## Saved data entries
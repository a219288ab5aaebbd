//! Per-system scoring strategies.
//!
//! Both strategies share the accumulation primitive in [`super::scoring`] and
//! differ only in which candidates they score and how a type is inferred from
//! the winners. Every strategy returns a result for every system, even with no
//! answers: all scores are zero and ties resolve by enumeration order.

mod deep;
mod quick;

pub use deep::Deep;
pub use quick::Quick;

use super::bank::{QuizBank, QuizStrategy};
use super::question::{Candidate, QuizAnswerMap};
use super::results::{
    AttitudinalResult, EnneagramResult, InstinctsResult, MbtiResult, QuizResults, SocionicsResult,
};
use super::scoring::{ScoreMap, score};
use crate::systems::{ApType, Aspect, Dichotomy, Pole};

/// One way of turning a bank and its answers into typology results.
pub trait ScoringStrategy {
    const STRATEGY: QuizStrategy;

    fn attitudinal(bank: &QuizBank, answers: &QuizAnswerMap) -> AttitudinalResult {
        let aspects = score(&bank.attitudinal, answers);
        AttitudinalResult {
            ap_type: ap_type_from_scores(&aspects.scores),
            aspects,
        }
    }

    fn enneagram(bank: &QuizBank, answers: &QuizAnswerMap) -> EnneagramResult;

    fn mbti(bank: &QuizBank, answers: &QuizAnswerMap) -> MbtiResult;

    fn socionics(bank: &QuizBank, answers: &QuizAnswerMap) -> SocionicsResult;

    fn instincts(bank: &QuizBank, answers: &QuizAnswerMap) -> InstinctsResult;

    fn results(bank: &QuizBank, answers: &QuizAnswerMap) -> QuizResults {
        let results = QuizResults {
            strategy: Self::STRATEGY,
            attitudinal: Self::attitudinal(bank, answers),
            enneagram: Self::enneagram(bank, answers),
            mbti: Self::mbti(bank, answers),
            socionics: Self::socionics(bank, answers),
            instincts: Self::instincts(bank, answers),
        };
        tracing::debug!(
            strategy = %Self::STRATEGY,
            answered = answers.len(),
            ap = %results.attitudinal.ap_type,
            mbti = %results.mbti.mbti_type,
            socionics = %results.socionics.socionics_type,
            "quiz scored"
        );
        results
    }
}

/// Scores `answers` with the strategy the bank was written for.
pub fn score_quiz(bank: &QuizBank, answers: &QuizAnswerMap) -> QuizResults {
    match bank.strategy {
        QuizStrategy::Quick => Quick::results(bank, answers),
        QuizStrategy::Deep => Deep::results(bank, answers),
    }
}

/// Aspects ordered by score; equal scores keep V, L, E, F order.
fn ap_type_from_scores(scores: &ScoreMap<Aspect>) -> ApType {
    let ranked = scores.ranked();
    <[Aspect; 4]>::try_from(ranked.as_slice())
        .ok()
        .and_then(ApType::from_aspects)
        .unwrap_or(ApType::VLEF)
}

/// Winning pole of one dichotomy; the first pole wins a tie.
fn pole_of(scores: &ScoreMap<Pole>, dichotomy: Dichotomy) -> Pole {
    let poles = dichotomy.poles();
    scores.top_key_among(&poles).unwrap_or(poles[0])
}

/// Winning pole of every dichotomy, in type-letter order.
fn poles_of(scores: &ScoreMap<Pole>) -> [Pole; 4] {
    Dichotomy::all().map(|dichotomy| pole_of(scores, dichotomy))
}

/// Best candidate among `allowed`, falling back to the first one.
fn best_of<K: Candidate, const N: usize>(scores: &ScoreMap<K>, allowed: [K; N]) -> K {
    scores.top_key_among(&allowed).unwrap_or(allowed[0])
}

/// Orders two tritype fixes by score, keeping the given order on a tie.
fn order_fixes<K: Candidate>(scores: &ScoreMap<K>, first: K, second: K) -> (K, K) {
    if scores.get(second) > scores.get(first) {
        (second, first)
    } else {
        (first, second)
    }
}

#[cfg(test)]
mod tests {
    use super::*;
    use crate::quiz::question::{Contribution, QuizOption, QuizQuestion};

    #[test]
    fn empty_answers_yield_results_for_both_strategies() {
        for strategy in QuizStrategy::all() {
            let bank = QuizBank::new(strategy);
            let results = score_quiz(&bank, &QuizAnswerMap::new());
            assert_eq!(results.strategy, strategy);
            assert_eq!(results.attitudinal.ap_type, ApType::VLEF);
            assert!(results.enneagram.selection.validate().is_ok());
            assert!(results.instincts.selection.validate().is_ok());
            assert!(results.to_generator_input().validate().is_ok());
        }
    }

    #[test]
    fn aspect_ranking_becomes_the_type() {
        let mut bank = QuizBank::new(QuizStrategy::Quick);
        bank.attitudinal.push(QuizQuestion::new(
            "ap",
            "?",
            vec![QuizOption::new(
                "a",
                vec![
                    Contribution::new(Aspect::Physics, 3),
                    Contribution::new(Aspect::Emotion, 2),
                    Contribution::new(Aspect::Logic, 1),
                ],
            )],
        ));
        let answers: QuizAnswerMap = [("ap", 0)].into_iter().collect();
        assert_eq!(score_quiz(&bank, &answers).attitudinal.ap_type, ApType::FELV);
    }

    #[test]
    fn fixes_are_ordered_by_score() {
        let mut scores = ScoreMap::new();
        scores.add(Pole::N, 2);
        assert_eq!(order_fixes(&scores, Pole::S, Pole::N), (Pole::N, Pole::S));
        assert_eq!(order_fixes(&scores, Pole::E, Pole::I), (Pole::E, Pole::I));
        assert_eq!(best_of(&scores, [Pole::S, Pole::N]), Pole::N);
        assert_eq!(poles_of(&scores), [Pole::E, Pole::N, Pole::T, Pole::J]);
    }
}
//! Comparison engine.
//!
//! A [`CharacterDiff`] is always recomputed from two characters and never
//! stored. Abilities are matched by cognitive function regardless of slot, so
//! two types sharing a function in different roles still count it as shared.

use super::Character;
use super::abilities::{Ability, AbilitySlot};
use crate::stats::StatAxis;
use crate::systems::CognitiveFunction;

/// Signed per-axis difference `b - a`.
#[derive(Clone, Copy, Debug, Default, PartialEq, Eq, Hash)]
#[cfg_attr(feature = "serde", derive(serde::Serialize, serde::Deserialize))]
pub struct StatDelta {
    pub willpower: i32,
    pub intelligence: i32,
    pub spirit: i32,
    pub vitality: i32,
}

impl StatDelta {
    pub const fn get(&self, axis: StatAxis) -> i32 {
        match axis {
            StatAxis::Willpower => self.willpower,
            StatAxis::Intelligence => self.intelligence,
            StatAxis::Spirit => self.spirit,
            StatAxis::Vitality => self.vitality,
        }
    }

    pub const fn is_zero(&self) -> bool {
        self.willpower == 0 && self.intelligence == 0 && self.spirit == 0 && self.vitality == 0
    }
}

/// Key abilities are grouped by.
#[derive(Clone, Copy, Debug, PartialEq, Eq, PartialOrd, Ord, Hash)]
#[cfg_attr(feature = "serde", derive(serde::Serialize, serde::Deserialize))]
#[cfg_attr(feature = "serde", serde(rename_all = "snake_case"))]
pub enum AbilityKey {
    Function(CognitiveFunction),
    /// Neutral-kit abilities have no function and are matched by slot.
    Unattuned(AbilitySlot),
}

impl AbilityKey {
    pub fn of(ability: &Ability) -> Self {
        match ability.function {
            Some(function) => AbilityKey::Function(function),
            None => AbilityKey::Unattuned(ability.slot),
        }
    }
}

/// Where one key appears in each character.
#[derive(Clone, Debug, PartialEq, Eq, Hash)]
#[cfg_attr(feature = "serde", derive(serde::Serialize, serde::Deserialize))]
pub struct AbilityComparison {
    pub key: AbilityKey,
    /// Slot and name in character A.
    pub a: Option<(AbilitySlot, String)>,
    /// Slot and name in character B.
    pub b: Option<(AbilitySlot, String)>,
}

#[derive(Clone, Debug, PartialEq, Eq)]
#[cfg_attr(feature = "serde", derive(serde::Serialize, serde::Deserialize))]
pub struct CharacterDiff {
    pub stat_delta: StatDelta,

    /// Every key present in either kit: A's slot order, then B's remaining keys.
    pub ability_comparison: Vec<AbilityComparison>,
    pub shared_functions: Vec<AbilityKey>,
    pub unique_to_a: Vec<AbilityKey>,
    pub unique_to_b: Vec<AbilityKey>,

    pub same_element: bool,
    pub same_archetype: bool,
    pub same_orientation: bool,
    pub same_quadra: bool,
    pub same_activation: bool,
    pub same_positioning: bool,
    pub same_regen: bool,

    pub shared_passives: Vec<String>,
    pub passives_unique_to_a: Vec<String>,
    pub passives_unique_to_b: Vec<String>,
}

impl CharacterDiff {
    /// True when no field differs.
    pub fn is_identical(&self) -> bool {
        self.stat_delta.is_zero()
            && self.unique_to_a.is_empty()
            && self.unique_to_b.is_empty()
            && self.same_element
            && self.same_archetype
            && self.same_orientation
            && self.same_quadra
            && self.same_activation
            && self.same_positioning
            && self.same_regen
            && self.passives_unique_to_a.is_empty()
            && self.passives_unique_to_b.is_empty()
    }
}

fn find(kit: &[Ability], key: AbilityKey) -> Option<(AbilitySlot, String)> {
    kit.iter()
        .find(|ability| AbilityKey::of(ability) == key)
        .map(|ability| (ability.slot, ability.name.clone()))
}

fn compare_abilities(a: &Character, b: &Character) -> Vec<AbilityComparison> {
    let mut keys: Vec<AbilityKey> = a.abilities.iter().map(AbilityKey::of).collect();
    for key in b.abilities.iter().map(AbilityKey::of) {
        if !keys.contains(&key) {
            keys.push(key);
        }
    }

    keys.into_iter()
        .map(|key| AbilityComparison {
            key,
            a: find(&a.abilities, key),
            b: find(&b.abilities, key),
        })
        .collect()
}

fn passive_names(character: &Character) -> Vec<String> {
    let mut names: Vec<String> = Vec::new();
    for passive in character.passives() {
        if !names.contains(&passive.name) {
            names.push(passive.name.clone());
        }
    }
    names
}

/// Compares two characters field by field.
pub fn compute_character_diff(a: &Character, b: &Character) -> CharacterDiff {
    let stat_delta = StatDelta {
        willpower: b.stats.willpower - a.stats.willpower,
        intelligence: b.stats.intelligence - a.stats.intelligence,
        spirit: b.stats.spirit - a.stats.spirit,
        vitality: b.stats.vitality - a.stats.vitality,
    };

    let ability_comparison = compare_abilities(a, b);
    let mut shared_functions = Vec::new();
    let mut unique_to_a = Vec::new();
    let mut unique_to_b = Vec::new();
    for comparison in &ability_comparison {
        match (&comparison.a, &comparison.b) {
            (Some(_), Some(_)) => shared_functions.push(comparison.key),
            (Some(_), None) => unique_to_a.push(comparison.key),
            (None, _) => unique_to_b.push(comparison.key),
        }
    }

    let names_a = passive_names(a);
    let names_b = passive_names(b);
    let shared_passives: Vec<String> = names_a
        .iter()
        .filter(|name| names_b.contains(name))
        .cloned()
        .collect();
    let passives_unique_to_a = names_a
        .iter()
        .filter(|name| !names_b.contains(name))
        .cloned()
        .collect();
    let passives_unique_to_b = names_b
        .iter()
        .filter(|name| !names_a.contains(name))
        .cloned()
        .collect();

    CharacterDiff {
        stat_delta,
        ability_comparison,
        shared_functions,
        unique_to_a,
        unique_to_b,
        same_element: a.element.element == b.element.element,
        same_archetype: a.archetype.class_name == b.archetype.class_name,
        same_orientation: a.combat.orientation == b.combat.orientation,
        same_quadra: a.element.quadra == b.element.quadra,
        same_activation: a.combat.activation == b.combat.activation,
        same_positioning: a.combat.positioning == b.combat.positioning,
        same_regen: a.combat.regen == b.combat.regen,
        shared_passives,
        passives_unique_to_a,
        passives_unique_to_b,
    }
}

#[cfg(test)]
mod tests {
    use super::*;
    use crate::character::archetype::EnneagramSelection;
    use crate::character::generator::{GeneratorInput, generate_character};
    use crate::systems::{EnneagramType, Instinct, MbtiType, SocionicsType};

    fn generate(mbti: Option<MbtiType>, socionics: Option<SocionicsType>) -> Character {
        generate_character(&GeneratorInput {
            enneagram: Some(EnneagramSelection::new(
                EnneagramType::Eight,
                EnneagramType::Seven,
                Instinct::Sexual,
            )),
            mbti,
            socionics,
            ..GeneratorInput::default()
        })
        .unwrap()
    }

    #[test]
    fn self_diff_is_identical() {
        let character = generate(Some(MbtiType::ENTJ), Some(SocionicsType::LIE));
        let diff = compute_character_diff(&character, &character);

        assert!(diff.is_identical());
        assert_eq!(diff.shared_functions.len(), 4);
        assert!(diff.unique_to_a.is_empty() && diff.unique_to_b.is_empty());
    }

    #[test]
    fn functions_match_across_slots() {
        // INTJ: Ni Te Fi Se / ENTJ: Te Ni Se Fi - same functions, different slots.
        let a = generate(Some(MbtiType::INTJ), None);
        let b = generate(Some(MbtiType::ENTJ), None);
        let diff = compute_character_diff(&a, &b);
        assert_eq!(diff.shared_functions.len(), 4);

        // INTP: Ti Ne Si Fe shares nothing with INTJ.
        let c = generate(Some(MbtiType::INTP), None);
        let diff = compute_character_diff(&a, &c);
        assert!(diff.shared_functions.is_empty());
        assert_eq!(
            diff.shared_functions.len() + diff.unique_to_a.len() + diff.unique_to_b.len(),
            diff.ability_comparison.len()
        );
        assert_eq!(diff.ability_comparison.len(), 8);
    }

    #[test]
    fn element_and_passive_differences_are_reported() {
        let a = generate(None, Some(SocionicsType::ILE));
        let b = generate(None, Some(SocionicsType::SLI));
        let diff = compute_character_diff(&a, &b);

        assert!(!diff.same_element);
        assert!(!diff.same_quadra);
        assert!(diff.same_archetype);
        assert_eq!(diff.passives_unique_to_a, ["Researcher's Insight"]);
        assert_eq!(diff.passives_unique_to_b, ["Field Expertise"]);
        assert_eq!(diff.shared_passives, ["Possessive Claim"]);
        assert!(diff.stat_delta.is_zero());
    }

    #[test]
    fn neutral_affinity_compares_against_attuned_ones() {
        let neutral = generate(Some(MbtiType::ENTJ), None);
        let also_neutral = generate(Some(MbtiType::INTJ), None);
        let diff = compute_character_diff(&neutral, &also_neutral);
        assert!(diff.same_element && diff.same_quadra);
        assert!(diff.same_orientation && diff.same_regen);

        let attuned = generate(Some(MbtiType::ENTJ), Some(SocionicsType::ILE));
        let diff = compute_character_diff(&neutral, &attuned);
        assert!(!diff.same_element);
        assert!(!diff.same_quadra);
        assert!(diff.passives_unique_to_a.is_empty());
        assert_eq!(diff.passives_unique_to_b, ["Researcher's Insight"]);
        assert!(!diff.is_identical());
    }
}
// [sp, so, sx] per type.
static INSTINCT_PASSIVES: [[TraitSpec; 3]; 9] = [
    [
        passive("Orderly Provisions", "Keeps supplies perfectly maintained; never caught unprepared."),
        passive("Example of Virtue", "Allies who follow the Paladin's lead resist fear more easily."),
        passive("Zealous Reform", "Strikes harder against foes who break their word."),
    ],
    [
        passive("Quiet Service", "Heals allies without drawing enemy attention."),
        passive("Beloved Ally", "Grants a small morale boost to every ally in range."),
        passive("Devoted Bond", "Shares damage taken by one chosen companion."),
    ],
    [
        passive("Self-Made Grit", "Recovers faster after failing an objective."),
        passive("Renown", "Enemies hesitate before engaging a famous foe."),
        passive("Magnetic Image", "Draws enemy focus, shielding weaker allies."),
    ],
    [
        passive("Stoic Sorrow", "Gains resolve while below half health."),
        passive("Outsider's Lament", "Stronger when fighting apart from the group."),
        passive("Burning Envy", "Grows stronger against the most powerful enemy present."),
    ],
    [
        passive("Hidden Sanctum", "Rests in half the usual time when undisturbed."),
        passive("Keeper of Lore", "Reveals an enemy weakness at the start of combat."),
        passive("Secret Confidant", "Shares one hidden insight with a single trusted ally."),
    ],
    [
        passive("Warm Shelter", "Allies resting nearby recover additional vitality."),
        passive("Sworn Duty", "Cannot be forced to abandon an assigned post."),
        passive("Defiant Strength", "Meets intimidation with a counterattack."),
    ],
    [
        passive("Trusted Network", "Always knows someone who can supply what is missing."),
        passive("Sacrificial Cheer", "Absorbs party fatigue to keep spirits high."),
        passive("Fascination", "Gains momentum each time a new foe enters the fight."),
    ],
    [
        passive("Fortified Holdings", "Defends claimed ground with bonus resilience."),
        passive("Guardian of the Weak", "Intercepts attacks aimed at vulnerable allies."),
        passive("Possessive Claim", "Marks one foe; damage against it cannot be reduced."),
    ],
    [
        passive("Creature Comforts", "Stays calm and steady while well rested."),
        passive("Harmonizer", "Reduces friction and infighting within the party."),
        passive("Merged Spirit", "Mirrors the strongest stat of a bonded ally."),
    ],
];

impl EnneagramType {
    pub const COUNT: usize = 9;

    pub const fn all() -> [EnneagramType; Self::COUNT] {
        use EnneagramType::*;
        [One, Two, Three, Four, Five, Six, Seven, Eight, Nine]
    }

    /// Type number (1..=9).
    #[inline]
    pub const fn number(self) -> u8 {
        self as u8
    }

    /// Zero-based table index.
    #[inline]
    pub const fn as_index(self) -> usize {
        self as usize - 1
    }

    pub const fn from_number(number: u8) -> Option<EnneagramType> {
        match number {
            1..=9 => Some(Self::all()[number as usize - 1]),
            _ => None,
        }
    }

    /// Static profile for this type.
    #[inline]
    pub fn profile(self) -> &'static TypeProfile {
        &TYPE_PROFILES[self.as_index()]
    }

    pub fn name(self) -> &'static str {
        self.profile().name
    }

    pub const fn center(self) -> Center {
        match self {
            EnneagramType::Eight | EnneagramType::Nine | EnneagramType::One => Center::Gut,
            EnneagramType::Two | EnneagramType::Three | EnneagramType::Four => Center::Heart,
            EnneagramType::Five | EnneagramType::Six | EnneagramType::Seven => Center::Head,
        }
    }

    /// Adjacent types on the circle: `[lower, higher]` (1 wraps to 9 and back).
    pub const fn wings(self) -> [EnneagramType; 2] {
        let n = self.number();
        let lower = if n == 1 { 9 } else { n - 1 };
        let higher = if n == 9 { 1 } else { n + 1 };
        let all = Self::all();
        [all[lower as usize - 1], all[higher as usize - 1]]
    }

    pub fn is_valid_wing(self, wing: EnneagramType) -> bool {
        self.wings().contains(&wing)
    }

    /// Flavor for a wing, or `None` if `wing` is not adjacent to this type.
    pub fn wing_flavor(self, wing: EnneagramType) -> Option<&'static WingFlavor> {
        let wings = self.wings();
        let flavors = &WING_FLAVORS[self.as_index()];
        if wing == wings[0] {
            Some(&flavors[0])
        } else if wing == wings[1] {
            Some(&flavors[1])
        } else {
            None
        }
    }

    /// Passive granted by this type under an instinctual variant.
    pub fn instinct_passive(self, instinct: Instinct) -> &'static TraitSpec {
        &INSTINCT_PASSIVES[self.as_index()][instinct.as_index()]
    }
}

## What the task requires
Above are the records. Copy the lines beginning at the one that has "let diff = compute_character_diff(&neutral, &attuned);" and ending with the one that has "supplies perfectly maintained;", unchanged.

## Solution to this task
        let diff = compute_character_diff(&neutral, &attuned);
        assert!(!diff.same_element);
        assert!(!diff.same_quadra);
        assert!(diff.passives_unique_to_a.is_empty());
        assert_eq!(diff.passives_unique_to_b, ["Researcher's Insight"]);
        assert!(!diff.is_identical());
    }
}
// [sp, so, sx] per type.
static INSTINCT_PASSIVES: [[TraitSpec; 3]; 9] = [
    [
        passive("Orderly Provisions", "Keeps supplies perfectly maintained; never caught unprepared."),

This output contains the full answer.